No one likes to see fellow human beings living in poverty and squalor, and many are prepared to do something about it, as shown by the vast billions of dollars that are donated to a wide range of charities every year, on top of the additional billions spent by governments in an attempt to better the condition of less fortunate people. These socially important activities occur alongside an economy coordinated by prices, but the two things serve different purposes. Attempts to make prices, including the prices of people’s labor and talents, be something other than signals to guide resources to their most valued uses, make those prices less effective for their basic purpose, on which the prosperity of the whole society depends. Ultimately, it is economic prosperity that makes it possible for billions of dollars to be devoted to helping the less fortunate.

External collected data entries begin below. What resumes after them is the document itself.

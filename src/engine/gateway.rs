use std::sync::Arc;

use tracing::info;

use crate::actors::{ReviewWorker, ReviewWorkerHandle};
use crate::broker::{MessagePublisher, MessageSubscriber};
use crate::config::GatewayConfig;
use crate::engine::SettlementEngine;
use crate::ledger::Ledger;
use crate::review::{FraudReviewConsumer, FraudReviewProducer};
use crate::storage::{AccountStorage, InvoiceStorage};

/// A fully wired gateway: in-memory repositories, the settlement engine and a running
/// review worker.
pub struct Gateway {
    pub engine: Arc<SettlementEngine>,
    worker: ReviewWorkerHandle
}

impl Gateway {
    /// Wires the components and starts consuming review results from `subscriber`.
    pub fn start(config: &GatewayConfig, publisher: Arc<dyn MessagePublisher>, subscriber: Box<dyn MessageSubscriber>) -> Self {
        let ledger = Arc::new(Ledger::new(Arc::new(AccountStorage::new()), config.api_key_cache_capacity));
        let invoices = Arc::new(InvoiceStorage::new());
        let producer = Arc::new(FraudReviewProducer::new(publisher, &config.broker));

        let engine = Arc::new(SettlementEngine::new(ledger.clone(), invoices.clone(), producer, config));
        let worker = ReviewWorker::spawn(FraudReviewConsumer::new(subscriber, invoices, ledger));

        info!(
            "Gateway started against [{}], reviewing [{}], results from [{}] as [{}]",
            config.broker.address,
            config.broker.pending_transactions_topic,
            config.broker.transaction_results_topic,
            config.broker.consumer_group
        );

        Self { engine, worker }
    }

    /// Stops the review worker right away and releases the producer.
    pub async fn stop(self) -> anyhow::Result<()> {
        self.worker.stop().await?;
        self.engine.shutdown().await?;
        Ok(())
    }

    /// Lets the review worker finish its subscription, then reconciles and releases the
    /// producer. The subscription must be ending (e.g. broker closed) or this never returns.
    pub async fn drain(self) -> anyhow::Result<usize> {
        self.worker.join().await?;
        let repaired = self.engine.reconcile();
        self.engine.shutdown().await?;
        Ok(repaired)
    }
}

Nothing is more straightforward and easy to understand than the fact that some people earn more than others, for a variety of reasons. Some people are simply older than others, for example, and their additional years have given them opportunities to acquire more experience, skills, formal education and on-the-job training — all of which allows them to do a given job more efficiently or to take on more complicated jobs that would be overwhelming for a beginner or for someone with only limited experience or training. It is hardly surprising that this leads to higher incomes. With the passing years, older individuals may also become more knowledgable about job opportunities, while increasing numbers of other people become more aware of them and their individual abilities, leading to offers of new jobs or promotions. It is not uncommon for most of the people in the top 5 percent of income-earners to be 45 years old and up. […]

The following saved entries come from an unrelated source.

use crate::models::{Invoice, InvoiceStatus};
use crate::types::{AccountId, AmountError, InvoiceId};
use thiserror::Error;

/// Coarse classification of a [`GatewayError`], used to decide how a failure surfaces.
#[derive(Debug, Clone, Copy, Eq, PartialEq)]
pub enum ErrorKind {
    NotFound,
    InvalidInput,
    Conflict,
    Transport,
    InvalidStatus,
    Unauthorized
}

#[derive(Debug, Error)]
pub enum GatewayError {
    #[error("Account [{account_id}] was not found")]
    AccountNotFound {
        account_id: AccountId
    },
    #[error("Invalid API key")]
    InvalidApiKey,
    #[error("Account API key is already in use")]
    AccountDuplicateKey,
    #[error("Balance of account [{account_id}] cannot absorb the change without overflowing")]
    BalanceOverflow {
        account_id: AccountId
    },
    #[error("Invalid amount: {0}")]
    InvalidAmount(#[from] AmountError),
    #[error("Invoice [{invoice_id}] was not found")]
    InvoiceNotFound {
        invoice_id: InvoiceId
    },
    #[error("Invoice [{invoice_id}] already exists")]
    InvoiceAlreadyExists {
        invoice_id: InvoiceId
    },
    #[error("Invoice [{invoice_id}] does not belong to the requesting account")]
    UnauthorizedAccess {
        invoice_id: InvoiceId
    },
    #[error("Unknown invoice status [{0}]")]
    InvalidStatus(String),
    #[error("Malformed event: {0}")]
    MalformedEvent(String),
    #[error("Transaction [{invoice_id}] is already approved")]
    TransactionAlreadyApproved {
        invoice_id: InvoiceId
    },
    #[error("Transaction [{invoice_id}] was already processed as [{status}]")]
    TransactionAlreadyProcessed {
        invoice_id: InvoiceId,
        status: InvoiceStatus
    },
    #[error("Transaction [{invoice_id}] is already cancelled")]
    TransactionAlreadyCancelled {
        invoice_id: InvoiceId
    },
    #[error("Transaction [{invoice_id}] is already refunded")]
    TransactionAlreadyRefunded {
        invoice_id: InvoiceId
    },
    #[error("Transaction [{invoice_id}] is already reversed")]
    TransactionAlreadyReversed {
        invoice_id: InvoiceId
    },
    #[error("Transaction [{invoice_id}] is already charged back")]
    TransactionAlreadyChargedBack {
        invoice_id: InvoiceId
    },
    #[error("Transaction [{invoice_id}] is already settled")]
    TransactionAlreadySettled {
        invoice_id: InvoiceId
    },
    #[error("Transaction [{invoice_id}] is already disputed")]
    TransactionAlreadyDisputed {
        invoice_id: InvoiceId
    },
    #[error("Transaction [{invoice_id}] cannot move from [{from}] to [{to}]")]
    TransactionNotAllowed {
        invoice_id: InvoiceId,
        from: InvoiceStatus,
        to: InvoiceStatus
    },
    #[error("Invoice [{invoice_id}] was already settled against account [{account_id}]")]
    DuplicateSettlement {
        account_id: AccountId,
        invoice_id: InvoiceId
    },
    #[error("Publishing invoice [{invoice_id}] for review failed: {reason}")]
    PublishFailed {
        invoice_id: InvoiceId,
        reason: String
    },
    #[error("Transport error: {0}")]
    Transport(String)
}

impl GatewayError {
    pub fn account_not_found(account_id: &str) -> Self {
        Self::AccountNotFound { account_id: account_id.to_string() }
    }

    pub fn balance_overflow(account_id: &str) -> Self {
        Self::BalanceOverflow { account_id: account_id.to_string() }
    }

    pub fn invoice_not_found(invoice_id: &str) -> Self {
        Self::InvoiceNotFound { invoice_id: invoice_id.to_string() }
    }

    pub fn duplicate_settlement(account_id: &str, invoice_id: &str) -> Self {
        Self::DuplicateSettlement {
            account_id: account_id.to_string(),
            invoice_id: invoice_id.to_string()
        }
    }

    /// The conflict raised when `invoice` has already reached its current status and
    /// cannot accept another transition out of it.
    pub fn already_processed(invoice: &Invoice) -> Self {
        let invoice_id = invoice.id.clone();

        match invoice.status {
            InvoiceStatus::Approved => Self::TransactionAlreadyApproved { invoice_id },
            InvoiceStatus::Cancelled => Self::TransactionAlreadyCancelled { invoice_id },
            InvoiceStatus::Refunded => Self::TransactionAlreadyRefunded { invoice_id },
            InvoiceStatus::Reversed => Self::TransactionAlreadyReversed { invoice_id },
            InvoiceStatus::ChargedBack => Self::TransactionAlreadyChargedBack { invoice_id },
            InvoiceStatus::Settled => Self::TransactionAlreadySettled { invoice_id },
            InvoiceStatus::Disputed => Self::TransactionAlreadyDisputed { invoice_id },
            status => Self::TransactionAlreadyProcessed { invoice_id, status }
        }
    }

    pub fn not_allowed(invoice: &Invoice, to: InvoiceStatus) -> Self {
        Self::TransactionNotAllowed {
            invoice_id: invoice.id.clone(),
            from: invoice.status,
            to
        }
    }

    pub fn kind(&self) -> ErrorKind {
        match self {
            Self::AccountNotFound { .. }
            | Self::InvalidApiKey
            | Self::InvoiceNotFound { .. } => ErrorKind::NotFound,
            Self::InvalidAmount(_)
            | Self::BalanceOverflow { .. }
            | Self::MalformedEvent(_) => ErrorKind::InvalidInput,
            Self::InvalidStatus(_) => ErrorKind::InvalidStatus,
            Self::UnauthorizedAccess { .. } => ErrorKind::Unauthorized,
            Self::PublishFailed { .. }
            | Self::Transport(_) => ErrorKind::Transport,
            Self::AccountDuplicateKey
            | Self::InvoiceAlreadyExists { .. }
            | Self::TransactionAlreadyApproved { .. }
            | Self::TransactionAlreadyProcessed { .. }
            | Self::TransactionAlreadyCancelled { .. }
            | Self::TransactionAlreadyRefunded { .. }
            | Self::TransactionAlreadyReversed { .. }
            | Self::TransactionAlreadyChargedBack { .. }
            | Self::TransactionAlreadySettled { .. }
            | Self::TransactionAlreadyDisputed { .. }
            | Self::TransactionNotAllowed { .. }
            | Self::DuplicateSettlement { .. } => ErrorKind::Conflict
        }
    }
}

These and other common sense reasons for income differences among individuals are often lost sight of in abstract discussions of the ambiguous term ‘income distribution.’ Although people in the top income brackets and the bottom income brackets — ‘the rich’ and ‘the poor,’ as they are often called — may be discussed as if they were different classes of people, often they are the very same people at different stages of their lives. An absolute majority of those Americans who were in the bottom 20 percent in income in 1975 were also in the top 20 percent at some point over the next 16 years. This is not surprising.”
Excerpted from Thomas Sowell’s Basic Economics, a modern conservative’s primer on money and the market economy.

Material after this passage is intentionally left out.